(Extracted records begins)

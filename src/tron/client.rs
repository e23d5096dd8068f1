use async_trait::async_trait;
use bigdecimal::BigDecimal;
use failsafe::futures::CircuitBreaker as FuturesCircuitBreaker;
use failsafe::{backoff, failure_policy, Config, Error as FailsafeError, StateMachine};
use reqwest::Client;
use serde::{Deserialize, Serialize};
use serde_json::Value;
use std::collections::HashMap;
use std::future::Future;
use std::time::Duration;
use thiserror::Error;

use super::abi::{encode_transfer_parameter, TRANSFER_SELECTOR};
use super::address::{AddressError, TronAddress};
use super::signer::{SignerError, TransactionSigner};
use crate::domain::money::{to_minor_units, TOKEN_DECIMALS};
use crate::ports::{TokenTransfer, TransferReceipt};

pub const API_KEY_HEADER: &str = "TRON-PRO-API-KEY";
pub const DEFAULT_FEE_LIMIT: u64 = 100_000_000;

#[derive(Error, Debug)]
pub enum ChainError {
    #[error("invalid destination address: {0}")]
    InvalidAddress(#[from] AddressError),
    #[error("invalid transfer amount: {0}")]
    InvalidAmount(String),
    #[error("insufficient token balance: {0}")]
    InsufficientBalance(String),
    #[error("account not found: {0}")]
    AccountNotFound(String),
    #[error("node unavailable: {0}")]
    NodeUnavailable(String),
    #[error("node could not build transaction: {0}")]
    TransactionBuildFailed(String),
    #[error("signing failed: {0}")]
    Signing(#[from] SignerError),
    #[error("broadcast rejected: {0}")]
    BroadcastFailed(String),
    #[error("invalid response from node: {0}")]
    InvalidResponse(String),
    #[error("chain client misconfigured: {0}")]
    Configuration(String),
}

impl From<reqwest::Error> for ChainError {
    fn from(err: reqwest::Error) -> Self {
        ChainError::NodeUnavailable(err.to_string())
    }
}

impl ChainError {
    /// Only transport-level failures count against the circuit breaker.
    fn trips_breaker(&self) -> bool {
        matches!(self, ChainError::NodeUnavailable(_))
    }
}

/// Response from the `/v1/accounts/{address}` endpoint.
#[derive(Debug, Clone, Deserialize)]
pub struct AccountsResponse {
    #[serde(default)]
    pub data: Vec<AccountData>,
    #[serde(default)]
    pub success: bool,
}

#[derive(Debug, Clone, Deserialize)]
pub struct AccountData {
    #[serde(default)]
    pub address: Option<String>,
    #[serde(default)]
    pub balance: Option<u64>,
    /// One single-entry map per token: contract address -> minor-unit balance.
    #[serde(default)]
    pub trc20: Vec<HashMap<String, String>>,
}

#[derive(Debug, Clone, Serialize)]
struct TriggerSmartContractRequest<'a> {
    owner_address: String,
    contract_address: String,
    function_selector: &'a str,
    parameter: String,
    fee_limit: u64,
    call_value: u64,
    visible: bool,
}

#[derive(Debug, Clone, Deserialize)]
struct TriggerSmartContractResponse {
    result: TriggerResult,
    #[serde(default)]
    transaction: Option<UnsignedTransaction>,
}

#[derive(Debug, Clone, Deserialize)]
struct TriggerResult {
    #[serde(default)]
    result: bool,
    #[serde(default)]
    code: Option<String>,
    #[serde(default)]
    message: Option<String>,
}

/// Transaction skeleton as returned by the node, before signing.
#[derive(Debug, Clone, Serialize, Deserialize)]
pub struct UnsignedTransaction {
    #[serde(rename = "txID")]
    pub tx_id: String,
    pub raw_data: Value,
    pub raw_data_hex: String,
    #[serde(default)]
    pub visible: bool,
}

#[derive(Debug, Clone, Serialize)]
pub struct SignedTransaction {
    #[serde(flatten)]
    pub transaction: UnsignedTransaction,
    pub signature: Vec<String>,
}

#[derive(Debug, Clone, Deserialize)]
struct BroadcastResponse {
    #[serde(default)]
    result: bool,
    #[serde(default)]
    txid: Option<String>,
    #[serde(default)]
    code: Option<String>,
    #[serde(default)]
    message: Option<String>,
}

/// Node error messages arrive hex-encoded; fall back to the raw text otherwise.
pub fn decode_node_message(message: &str) -> String {
    hex::decode(message)
        .ok()
        .and_then(|bytes| String::from_utf8(bytes).ok())
        .unwrap_or_else(|| message.to_string())
}

#[derive(Debug, Clone)]
pub struct TronClientConfig {
    pub base_url: String,
    pub api_key: Option<String>,
    pub sender: TronAddress,
    pub contract: TronAddress,
    pub fee_limit: u64,
    pub timeout: Duration,
}

/// HTTP client for a TronGrid-compatible node, sending TRC-20 transfers
/// from a single configured sender account.
#[derive(Clone)]
pub struct TronClient {
    client: Client,
    config: TronClientConfig,
    signer: TransactionSigner,
    circuit_breaker: StateMachine<failure_policy::ConsecutiveFailures<backoff::EqualJittered>, ()>,
}

impl TronClient {
    pub fn new(config: TronClientConfig, signer: TransactionSigner) -> Self {
        Self::with_circuit_breaker(config, signer, 3, 60)
    }

    /// Creates a client with custom circuit breaker settings
    pub fn with_circuit_breaker(
        config: TronClientConfig,
        signer: TransactionSigner,
        failure_threshold: u32,
        reset_timeout_secs: u64,
    ) -> Self {
        let client = Client::builder()
            .timeout(config.timeout)
            .build()
            .unwrap_or_default();

        let backoff = backoff::equal_jittered(
            Duration::from_secs(reset_timeout_secs),
            Duration::from_secs(reset_timeout_secs * 2),
        );
        let policy = failure_policy::consecutive_failures(failure_threshold, backoff);
        let circuit_breaker = Config::new().failure_policy(policy).build();

        TronClient {
            client,
            config,
            signer,
            circuit_breaker,
        }
    }

    pub fn sender(&self) -> &TronAddress {
        &self.config.sender
    }

    pub fn circuit_state(&self) -> String {
        if self.circuit_breaker.is_call_permitted() {
            "closed".to_string()
        } else {
            "open".to_string()
        }
    }

    fn url(&self, path: &str) -> String {
        format!("{}{}", self.config.base_url.trim_end_matches('/'), path)
    }

    fn get(&self, url: &str) -> reqwest::RequestBuilder {
        self.with_api_key(self.client.get(url))
    }

    fn post(&self, url: &str) -> reqwest::RequestBuilder {
        self.with_api_key(self.client.post(url))
    }

    fn with_api_key(&self, builder: reqwest::RequestBuilder) -> reqwest::RequestBuilder {
        match &self.config.api_key {
            Some(key) => builder.header(API_KEY_HEADER, key),
            None => builder,
        }
    }

    async fn guarded<T, F>(&self, fut: F) -> Result<T, ChainError>
    where
        F: Future<Output = Result<T, ChainError>>,
    {
        match self
            .circuit_breaker
            .call_with(|e: &ChainError| e.trips_breaker(), fut)
            .await
        {
            Ok(value) => Ok(value),
            Err(FailsafeError::Rejected) => Err(ChainError::NodeUnavailable(
                "node circuit breaker is open".to_string(),
            )),
            Err(FailsafeError::Inner(e)) => Err(e),
        }
    }

    /// Token balance of `owner` in minor units. Missing token entry means zero.
    pub async fn token_balance(&self, owner: &TronAddress) -> Result<u128, ChainError> {
        let url = self.url(&format!("/v1/accounts/{}", owner));
        let request = self.get(&url);
        let owner_text = owner.to_string();

        let account = self
            .guarded(async move {
                let response = request.send().await?;
                if response.status().is_server_error() {
                    return Err(ChainError::NodeUnavailable(format!(
                        "account lookup returned {}",
                        response.status()
                    )));
                }
                let body = response
                    .json::<AccountsResponse>()
                    .await
                    .map_err(|e| ChainError::InvalidResponse(e.to_string()))?;
                body.data
                    .into_iter()
                    .next()
                    .ok_or(ChainError::AccountNotFound(owner_text))
            })
            .await?;

        let contract = self.config.contract.to_string();
        let balance = account
            .trc20
            .iter()
            .find_map(|entry| entry.get(&contract))
            .map(|raw| {
                raw.parse::<u128>()
                    .map_err(|e| ChainError::InvalidResponse(format!("trc20 balance: {}", e)))
            })
            .transpose()?
            .unwrap_or(0);

        Ok(balance)
    }

    /// Asks the node to build an unsigned `transfer` invocation.
    pub async fn build_transfer(
        &self,
        to: &TronAddress,
        amount: u128,
    ) -> Result<UnsignedTransaction, ChainError> {
        let payload = TriggerSmartContractRequest {
            owner_address: self.config.sender.to_string(),
            contract_address: self.config.contract.to_string(),
            function_selector: TRANSFER_SELECTOR,
            parameter: encode_transfer_parameter(to, amount),
            fee_limit: self.config.fee_limit,
            call_value: 0,
            visible: true,
        };
        let request = self
            .post(&self.url("/wallet/triggersmartcontract"))
            .json(&payload);

        let body = self
            .guarded(async move {
                let response = request.send().await?;
                if response.status().is_server_error() {
                    return Err(ChainError::NodeUnavailable(format!(
                        "triggersmartcontract returned {}",
                        response.status()
                    )));
                }
                response
                    .json::<TriggerSmartContractResponse>()
                    .await
                    .map_err(|e| ChainError::InvalidResponse(e.to_string()))
            })
            .await?;

        if !body.result.result {
            let message = body
                .result
                .message
                .as_deref()
                .map(decode_node_message)
                .or(body.result.code)
                .unwrap_or_else(|| "unknown error".to_string());
            if message.to_lowercase().contains("balance is not sufficient") {
                return Err(ChainError::InsufficientBalance(message));
            }
            return Err(ChainError::TransactionBuildFailed(message));
        }

        body.transaction.ok_or_else(|| {
            ChainError::InvalidResponse("trigger result carries no transaction".to_string())
        })
    }

    pub fn sign(&self, transaction: UnsignedTransaction) -> Result<SignedTransaction, ChainError> {
        let signature = self
            .signer
            .sign_transaction(&transaction.raw_data_hex, &transaction.tx_id)?;
        Ok(SignedTransaction {
            transaction,
            signature: vec![signature],
        })
    }

    /// Submits a signed transaction. Exactly one request is made; a
    /// rejection is final.
    pub async fn broadcast(&self, signed: &SignedTransaction) -> Result<String, ChainError> {
        let request = self
            .post(&self.url("/wallet/broadcasttransaction"))
            .json(signed);

        let body = self
            .guarded(async move {
                let response = request.send().await?;
                if response.status().is_server_error() {
                    return Err(ChainError::NodeUnavailable(format!(
                        "broadcasttransaction returned {}",
                        response.status()
                    )));
                }
                response
                    .json::<BroadcastResponse>()
                    .await
                    .map_err(|e| ChainError::InvalidResponse(e.to_string()))
            })
            .await?;

        if !body.result {
            let reason = body
                .message
                .as_deref()
                .map(decode_node_message)
                .unwrap_or_default();
            let code = body.code.unwrap_or_else(|| "UNKNOWN".to_string());
            return Err(ChainError::BroadcastFailed(format!("{}: {}", code, reason)));
        }

        Ok(body
            .txid
            .unwrap_or_else(|| signed.transaction.tx_id.clone()))
    }
}

#[async_trait]
impl TokenTransfer for TronClient {
    #[tracing::instrument(skip(self), fields(sender = %self.config.sender))]
    async fn transfer(&self, to: &str, amount: &BigDecimal) -> Result<TransferReceipt, ChainError> {
        let destination: TronAddress = to.parse()?;

        let minor = to_minor_units(amount, TOKEN_DECIMALS)
            .filter(|units| *units > 0)
            .ok_or_else(|| ChainError::InvalidAmount(amount.to_string()))?;

        let balance = self.token_balance(&self.config.sender).await?;
        if balance < minor as u128 {
            return Err(ChainError::InsufficientBalance(format!(
                "sender holds {} minor units, transfer needs {}",
                balance, minor
            )));
        }

        let unsigned = self.build_transfer(&destination, minor as u128).await?;
        let signed = self.sign(unsigned)?;
        let tx_hash = self.broadcast(&signed).await?;

        tracing::info!(tx_hash = %tx_hash, amount_minor_units = minor, "token transfer broadcast");
        Ok(TransferReceipt {
            tx_hash,
            amount_minor_units: minor,
        })
    }
}
//! Rules and rule sets, and their compilation from documents.
//!
//! A [`RuleSet`] holds pairwise rules; two items are compatible when every
//! rule passes. A [`ClusterRuleSet`] holds set-level rules plus optional
//! size bounds for the cluster search.

use std::collections::HashSet;

use consort_catalog::Schema;
use consort_foundation::{Error, ErrorKind, Result};
use serde::{Deserialize, Serialize};
use serde_json::Value as JsonValue;

use crate::condition::Condition;
use crate::operator::{ClusterBinding, ClusterOperator, Operator, OperatorRegistry, PairBinding, PairwiseOperator};

// =============================================================================
// Rules
// =============================================================================

/// A named condition.
#[derive(Clone, Debug, PartialEq)]
pub struct Rule<Op> {
    /// Unique name within its rule set.
    pub name: String,
    /// Optional human description.
    pub description: Option<String>,
    /// The condition that must hold.
    pub condition: Condition<Op>,
}

/// A rule over two items.
pub type PairwiseRule = Rule<PairwiseOperator>;

/// A rule over an item set.
pub type ClusterRule = Rule<ClusterOperator>;

impl<Op: Operator> Rule<Op> {
    /// Creates a rule.
    #[must_use]
    pub fn new(name: impl Into<String>, condition: Condition<Op>) -> Self {
        Self {
            name: name.into(),
            description: None,
            condition,
        }
    }

    /// Sets the description.
    #[must_use]
    pub fn with_description(mut self, description: impl Into<String>) -> Self {
        self.description = Some(description.into());
        self
    }

    /// Evaluates the rule.
    ///
    /// # Errors
    ///
    /// Returns the condition's evaluation error, tagged with the rule name.
    pub fn evaluate(&self, binding: &Op::Binding<'_>) -> Result<RuleEvaluation> {
        let outcome = self
            .condition
            .evaluate(binding)
            .map_err(|e| e.with_rule(&self.name))?;
        Ok(RuleEvaluation {
            rule_name: self.name.clone(),
            passed: outcome.passed,
            reason: outcome.reason,
        })
    }

    fn check_schema(&self, schema: &Schema) -> Result<()> {
        self.condition
            .check_schema(schema)
            .map_err(|e| e.with_rule(&self.name))
    }
}

/// The result of evaluating one rule.
#[derive(Clone, Debug, PartialEq, Eq, Serialize, Deserialize)]
pub struct RuleEvaluation {
    /// Rule that was evaluated.
    pub rule_name: String,
    /// Whether it passed.
    pub passed: bool,
    /// Why.
    pub reason: String,
}

fn push_unique<Op>(rules: &mut Vec<Rule<Op>>, rule: Rule<Op>) -> Result<()> {
    if rules.iter().any(|r| r.name == rule.name) {
        return Err(Error::new(ErrorKind::DuplicateRule(rule.name)));
    }
    rules.push(rule);
    Ok(())
}

fn evaluate_all<Op: Operator>(rules: &[Rule<Op>], binding: &Op::Binding<'_>) -> Result<Vec<RuleEvaluation>> {
    rules.iter().map(|rule| rule.evaluate(binding)).collect()
}

fn passes_all<Op: Operator>(rules: &[Rule<Op>], binding: &Op::Binding<'_>) -> Result<bool> {
    for rule in rules {
        if !rule.evaluate(binding)?.passed {
            return Ok(false);
        }
    }
    Ok(true)
}

// =============================================================================
// Pairwise Rule Set
// =============================================================================

/// Named pairwise rules; compatibility is their conjunction.
#[derive(Clone, Debug, PartialEq)]
pub struct RuleSet {
    name: String,
    rules: Vec<PairwiseRule>,
}

impl RuleSet {
    /// Creates an empty rule set. With no rules, every pair is compatible.
    #[must_use]
    pub fn new(name: impl Into<String>) -> Self {
        Self {
            name: name.into(),
            rules: Vec::new(),
        }
    }

    /// Adds a rule.
    ///
    /// # Errors
    ///
    /// Returns a configuration error if the name is already taken.
    pub fn with_rule(mut self, rule: PairwiseRule) -> Result<Self> {
        push_unique(&mut self.rules, rule)?;
        Ok(self)
    }

    /// Compiles a rule set document with the standard operators.
    ///
    /// # Errors
    ///
    /// Returns the first configuration error.
    pub fn compile(decl: &RuleSetDecl) -> Result<Self> {
        RuleCompiler::compile_set(decl, &OperatorRegistry::standard())
    }

    /// Deserializes and compiles a rule set document.
    ///
    /// # Errors
    ///
    /// Returns a configuration error for a document that does not match
    /// [`RuleSetDecl`] or does not compile.
    pub fn from_json(doc: &JsonValue) -> Result<Self> {
        let decl = RuleSetDecl::deserialize(doc)
            .map_err(|e| Error::malformed_condition(format!("invalid rule set document: {e}")))?;
        Self::compile(&decl)
    }

    /// Returns the name.
    #[must_use]
    pub fn name(&self) -> &str {
        &self.name
    }

    /// Returns the rules in declaration order.
    #[must_use]
    pub fn rules(&self) -> &[PairwiseRule] {
        &self.rules
    }

    /// Checks every rule against a schema.
    ///
    /// # Errors
    ///
    /// Returns a configuration error for an undeclared field or a field
    /// whose kind the operator cannot read.
    pub fn bind(&self, schema: &Schema) -> Result<()> {
        self.rules.iter().try_for_each(|rule| rule.check_schema(schema))
    }

    /// Evaluates every rule, without stopping at failures.
    ///
    /// # Errors
    ///
    /// Returns the first evaluation error.
    pub fn evaluate(&self, binding: &PairBinding<'_>) -> Result<Vec<RuleEvaluation>> {
        evaluate_all(&self.rules, binding)
    }

    /// Returns true if every rule passes, stopping at the first failure.
    ///
    /// # Errors
    ///
    /// Returns the first evaluation error.
    pub fn passes(&self, binding: &PairBinding<'_>) -> Result<bool> {
        passes_all(&self.rules, binding)
    }
}

// =============================================================================
// Cluster Rule Set
// =============================================================================

/// Named cluster rules plus optional size bounds for the search.
#[derive(Clone, Debug, PartialEq)]
pub struct ClusterRuleSet {
    name: String,
    rules: Vec<ClusterRule>,
    min_cluster_size: Option<usize>,
    max_cluster_size: Option<usize>,
}

impl ClusterRuleSet {
    /// Creates an empty, unbounded cluster rule set.
    #[must_use]
    pub fn new(name: impl Into<String>) -> Self {
        Self {
            name: name.into(),
            rules: Vec::new(),
            min_cluster_size: None,
            max_cluster_size: None,
        }
    }

    /// Adds a rule.
    ///
    /// # Errors
    ///
    /// Returns a configuration error if the name is already taken.
    pub fn with_rule(mut self, rule: ClusterRule) -> Result<Self> {
        push_unique(&mut self.rules, rule)?;
        Ok(self)
    }

    /// Sets the minimum cluster size.
    #[must_use]
    pub fn with_min_cluster_size(mut self, min: usize) -> Self {
        self.min_cluster_size = Some(min);
        self
    }

    /// Sets the maximum cluster size.
    #[must_use]
    pub fn with_max_cluster_size(mut self, max: usize) -> Self {
        self.max_cluster_size = Some(max);
        self
    }

    /// Compiles a cluster rule set document with the standard operators.
    ///
    /// # Errors
    ///
    /// Returns the first configuration error, including `min > max`.
    pub fn compile(decl: &ClusterRuleSetDecl) -> Result<Self> {
        RuleCompiler::compile_cluster_set(decl, &OperatorRegistry::standard())
    }

    /// Deserializes and compiles a cluster rule set document.
    ///
    /// # Errors
    ///
    /// Returns a configuration error for a document that does not match
    /// [`ClusterRuleSetDecl`] or does not compile.
    pub fn from_json(doc: &JsonValue) -> Result<Self> {
        let decl = ClusterRuleSetDecl::deserialize(doc).map_err(|e| {
            Error::malformed_condition(format!("invalid cluster rule set document: {e}"))
        })?;
        Self::compile(&decl)
    }

    /// Returns the name.
    #[must_use]
    pub fn name(&self) -> &str {
        &self.name
    }

    /// Returns the rules in declaration order.
    #[must_use]
    pub fn rules(&self) -> &[ClusterRule] {
        &self.rules
    }

    /// Returns the declared minimum cluster size.
    #[must_use]
    pub fn min_cluster_size(&self) -> Option<usize> {
        self.min_cluster_size
    }

    /// Returns the declared maximum cluster size.
    #[must_use]
    pub fn max_cluster_size(&self) -> Option<usize> {
        self.max_cluster_size
    }

    /// Checks that the declared bounds are ordered.
    ///
    /// # Errors
    ///
    /// Returns a configuration error if `min > max`.
    pub fn check_bounds(&self) -> Result<()> {
        check_bounds(self.min_cluster_size, self.max_cluster_size)
    }

    /// Checks the bounds and every rule against a schema.
    ///
    /// # Errors
    ///
    /// Returns the first configuration error.
    pub fn bind(&self, schema: &Schema) -> Result<()> {
        self.check_bounds()?;
        self.rules.iter().try_for_each(|rule| rule.check_schema(schema))
    }

    /// Evaluates every rule, without stopping at failures.
    ///
    /// # Errors
    ///
    /// Returns the first evaluation error.
    pub fn evaluate(&self, binding: &ClusterBinding<'_>) -> Result<Vec<RuleEvaluation>> {
        evaluate_all(&self.rules, binding)
    }

    /// Returns true if every rule passes, stopping at the first failure.
    ///
    /// # Errors
    ///
    /// Returns the first evaluation error.
    pub fn passes(&self, binding: &ClusterBinding<'_>) -> Result<bool> {
        passes_all(&self.rules, binding)
    }
}

/// Fails if both bounds are set and out of order.
pub(crate) fn check_bounds(min: Option<usize>, max: Option<usize>) -> Result<()> {
    match (min, max) {
        (Some(min), Some(max)) if min > max => Err(Error::invalid_cluster_bounds(min, max)),
        _ => Ok(()),
    }
}

// =============================================================================
// Declarations
// =============================================================================

/// A rule as written in a document.
#[derive(Clone, Debug, PartialEq, Serialize, Deserialize)]
#[serde(deny_unknown_fields)]
pub struct RuleDecl {
    /// Rule name.
    pub name: String,
    /// Optional description.
    #[serde(default, skip_serializing_if = "Option::is_none")]
    pub description: Option<String>,
    /// Condition document.
    pub condition: JsonValue,
}

/// A pairwise rule set document.
#[derive(Clone, Debug, PartialEq, Serialize, Deserialize)]
#[serde(deny_unknown_fields)]
pub struct RuleSetDecl {
    /// Rule set name.
    pub name: String,
    /// Rules.
    #[serde(default)]
    pub rules: Vec<RuleDecl>,
}

/// A cluster rule set document.
#[derive(Clone, Debug, PartialEq, Serialize, Deserialize)]
#[serde(deny_unknown_fields)]
pub struct ClusterRuleSetDecl {
    /// Rule set name.
    pub name: String,
    /// Minimum cluster size.
    #[serde(default, skip_serializing_if = "Option::is_none")]
    pub min_cluster_size: Option<usize>,
    /// Maximum cluster size.
    #[serde(default, skip_serializing_if = "Option::is_none")]
    pub max_cluster_size: Option<usize>,
    /// Rules.
    #[serde(default)]
    pub rules: Vec<RuleDecl>,
}

// =============================================================================
// Compiler
// =============================================================================

/// Compiles rule documents, resolving every operator up front.
pub struct RuleCompiler;

impl RuleCompiler {
    /// Compiles one rule.
    ///
    /// # Errors
    ///
    /// Returns the condition's configuration error, tagged with the rule
    /// name.
    pub fn compile<Op: Operator>(decl: &RuleDecl, registry: &OperatorRegistry) -> Result<Rule<Op>> {
        let condition = Condition::parse(&decl.condition, registry).map_err(|e| e.with_rule(&decl.name))?;
        Ok(Rule {
            name: decl.name.clone(),
            description: decl.description.clone(),
            condition,
        })
    }

    fn compile_rules<Op: Operator>(decls: &[RuleDecl], registry: &OperatorRegistry) -> Result<Vec<Rule<Op>>> {
        let mut names = HashSet::with_capacity(decls.len());
        decls
            .iter()
            .map(|decl| {
                if !names.insert(decl.name.as_str()) {
                    return Err(Error::new(ErrorKind::DuplicateRule(decl.name.clone())));
                }
                Self::compile(decl, registry)
            })
            .collect()
    }

    /// Compiles a pairwise rule set.
    ///
    /// # Errors
    ///
    /// Returns the first configuration error.
    pub fn compile_set(decl: &RuleSetDecl, registry: &OperatorRegistry) -> Result<RuleSet> {
        let rules = Self::compile_rules(&decl.rules, registry)?;
        tracing::debug!(ruleset = %decl.name, rules = rules.len(), "compiled rule set");
        Ok(RuleSet {
            name: decl.name.clone(),
            rules,
        })
    }

    /// Compiles a cluster rule set.
    ///
    /// # Errors
    ///
    /// Returns the first configuration error, including `min > max`.
    pub fn compile_cluster_set(decl: &ClusterRuleSetDecl, registry: &OperatorRegistry) -> Result<ClusterRuleSet> {
        check_bounds(decl.min_cluster_size, decl.max_cluster_size)?;
        let rules = Self::compile_rules(&decl.rules, registry)?;
        tracing::debug!(
            ruleset = %decl.name,
            rules = rules.len(),
            min = ?decl.min_cluster_size,
            max = ?decl.max_cluster_size,
            "compiled cluster rule set"
        );
        Ok(ClusterRuleSet {
            name: decl.name.clone(),
            rules,
            min_cluster_size: decl.min_cluster_size,
            max_cluster_size: decl.max_cluster_size,
        })
    }
}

(Extracted records ends)

Required action - From the entries above, copy out every line where the string "impl" appears.

Reply -
impl From<reqwest::Error> for ChainError {
impl ChainError {
impl TronClient {
impl TokenTransfer for TronClient {
impl<Op: Operator> Rule<Op> {
    pub fn new(name: impl Into<String>, condition: Condition<Op>) -> Self {
    pub fn with_description(mut self, description: impl Into<String>) -> Self {
impl RuleSet {
    pub fn new(name: impl Into<String>) -> Self {
impl ClusterRuleSet {
    pub fn new(name: impl Into<String>) -> Self {
impl RuleCompiler {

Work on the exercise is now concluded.